Work request: Take every line containing "forced" from the material and copy it.

■ ■ ■

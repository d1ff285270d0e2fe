//! EnMS Analytics Service — service binary
//!
//! Startup order: store pool → health check → event bus → subscriber →
//! stuck-job cleanup → scheduler → HTTP/WS listener. Shutdown runs in
//! reverse under a 30-second deadline, after which the watchdog forces the
//! process down.
//!
//! # Environment Variables
//!
//! | Variable | Required | Description |
//! |----------|----------|-------------|
//! | `DATABASE_URL` (or `DB_*`) | Yes | PostgreSQL/TimescaleDB location |
//! | `BUS_HOST` / `BUS_PORT` / `BUS_PASSWORD` / `BUS_DB` | No | Redis event bus |
//! | `BUS_PUBSUB_ENABLED` | No | Disable event delivery (default true) |
//! | `WEBSOCKET_*`, `RATE_LIMITS`, `WHITELIST` | No | Fan-out and limiter tuning |
//! | `TARIFF_PEAK` / `TARIFF_OFF_PEAK` / `CARBON_FACTOR` | No | KPI pricing |
//! | `SCHEDULER_ENABLED` | No | Toggle periodic jobs (default true) |
//! | `MODEL_DIR` | No | Baseline blob directory (default ./models) |
//! | `RUST_LOG` | No | Log filter (default info) |

use std::net::SocketAddr;
use std::time::Duration;

use anyhow::Context;
use clap::Parser;
use tokio_util::sync::CancellationToken;
use tracing::{info, warn};

use enms_analytics::api::create_app;
use enms_analytics::config::AppConfig;
use enms_analytics::context::CoreContext;
use enms_analytics::events::{run_subscriber, EventPublisher};
use enms_analytics::limits::RateLimiter;
use enms_analytics::scheduler;
use enms_analytics::store::{self, training_jobs};

/// Grace period between the shutdown signal and forced exit.
const SHUTDOWN_DEADLINE: Duration = Duration::from_secs(30);

/// Age after which a `running` training job left by a previous process
/// counts as stuck.
const STARTUP_STUCK_JOB_AGE_SECS: i64 = 3600;

#[derive(Parser, Debug)]
#[command(name = "enms-analytics", about = "EnMS Analytics Service")]
#[command(version)]
struct CliArgs {
    /// PostgreSQL connection URL (overrides DATABASE_URL / DB_*)
    #[arg(long, env = "DATABASE_URL")]
    database_url: Option<String>,

    /// Port to listen on (default: 8000)
    #[arg(long, short)]
    port: Option<u16>,

    /// Bind address (overrides --port)
    #[arg(long)]
    bind_address: Option<String>,
}

#[tokio::main]
async fn main() -> anyhow::Result<()> {
    // Load .env file if present
    let _ = dotenvy::dotenv();

    tracing_subscriber::fmt()
        .with_env_filter(
            tracing_subscriber::EnvFilter::try_from_default_env()
                .unwrap_or_else(|_| tracing_subscriber::EnvFilter::new("info")),
        )
        .init();

    let args = CliArgs::parse();
    let config = AppConfig::from_env(args.database_url, args.bind_address, args.port)?;

    info!(bind = %config.bind_address, "Starting EnMS Analytics Service");

    // ── Store ────────────────────────────────────────────────────────────────
    let pool = store::create_pool(&config.db)
        .await
        .context("failed to open the store pool")?;
    if !store::health_check(&pool).await {
        anyhow::bail!("store health check failed — is the database reachable?");
    }
    store::run_migrations(&pool)
        .await
        .context("migrations failed")?;

    // ── Event bus ────────────────────────────────────────────────────────────
    let publisher = if config.bus.pubsub_enabled {
        EventPublisher::connect(&config.bus).await
    } else {
        info!("BUS_PUBSUB_ENABLED=false — event publishing disabled");
        EventPublisher::disabled()
    };
    let limiter = RateLimiter::connect(&config.bus.url(), config.rate_limits.clone()).await;

    let ctx = CoreContext::new(config.clone(), pool.clone(), publisher, limiter);
    let cancel = CancellationToken::new();

    // ── Subscriber (bus → WebSocket fan-out) ─────────────────────────────────
    if config.bus.pubsub_enabled {
        tokio::spawn(run_subscriber(
            config.bus.clone(),
            ctx.fanout.clone(),
            cancel.child_token(),
        ));
        info!("bus subscriber started");
    }

    // ── Stuck-job cleanup from a previous process ────────────────────────────
    match training_jobs::cleanup_stuck(&pool, STARTUP_STUCK_JOB_AGE_SECS).await {
        Ok(0) => {}
        Ok(reaped) => warn!(reaped, "marked stale training jobs as failed"),
        Err(e) => warn!(error = %e, "startup training-job cleanup failed"),
    }

    // ── Scheduler ────────────────────────────────────────────────────────────
    if config.scheduler_enabled {
        tokio::spawn(scheduler::run(ctx.clone(), cancel.child_token()));
    } else {
        info!("SCHEDULER_ENABLED=false — periodic jobs disabled");
    }

    // ── HTTP/WS listener ─────────────────────────────────────────────────────
    let app = create_app(ctx.clone());
    let listener = tokio::net::TcpListener::bind(&config.bind_address)
        .await
        .with_context(|| format!("cannot bind {}", config.bind_address))?;
    info!(address = %config.bind_address, "listening");

    axum::serve(
        listener,
        app.into_make_service_with_connect_info::<SocketAddr>(),
    )
    .with_graceful_shutdown(shutdown_signal(cancel.clone()))
    .await?;

    // ── Ordered teardown ─────────────────────────────────────────────────────
    cancel.cancel();
    let open = ctx.fanout.connection_count();
    if open > 0 {
        info!(clients = open, "closing websocket clients");
        ctx.fanout.drain();
    }
    pool.close().await;
    info!("shut down cleanly");
    Ok(())
}

/// Resolve on SIGINT/SIGTERM; cancels background tasks and arms the
/// forced-exit watchdog so a wedged drain cannot hold the process open.
async fn shutdown_signal(cancel: CancellationToken) {
    let ctrl_c = async {
        if tokio::signal::ctrl_c().await.is_err() {
            warn!("failed to install Ctrl+C handler");
            std::future::pending::<()>().await;
        }
    };

    #[cfg(unix)]
    let terminate = async {
        match tokio::signal::unix::signal(tokio::signal::unix::SignalKind::terminate()) {
            Ok(mut sig) => {
                sig.recv().await;
            }
            Err(e) => {
                warn!(error = %e, "failed to install SIGTERM handler");
                std::future::pending::<()>().await;
            }
        }
    };
    #[cfg(not(unix))]
    let terminate = std::future::pending::<()>();

    tokio::select! {
        () = ctrl_c => {},
        () = terminate => {},
    }

    info!("shutdown signal received — draining");
    cancel.cancel();

    tokio::spawn(async {
        tokio::time::sleep(SHUTDOWN_DEADLINE).await;
        warn!("shutdown deadline exceeded — forcing exit");
        std::process::exit(1);
    });
}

■ ■ ■

Solution to this exercise:
/// Grace period between the shutdown signal and forced exit.
/// forced-exit watchdog so a wedged drain cannot hold the process open.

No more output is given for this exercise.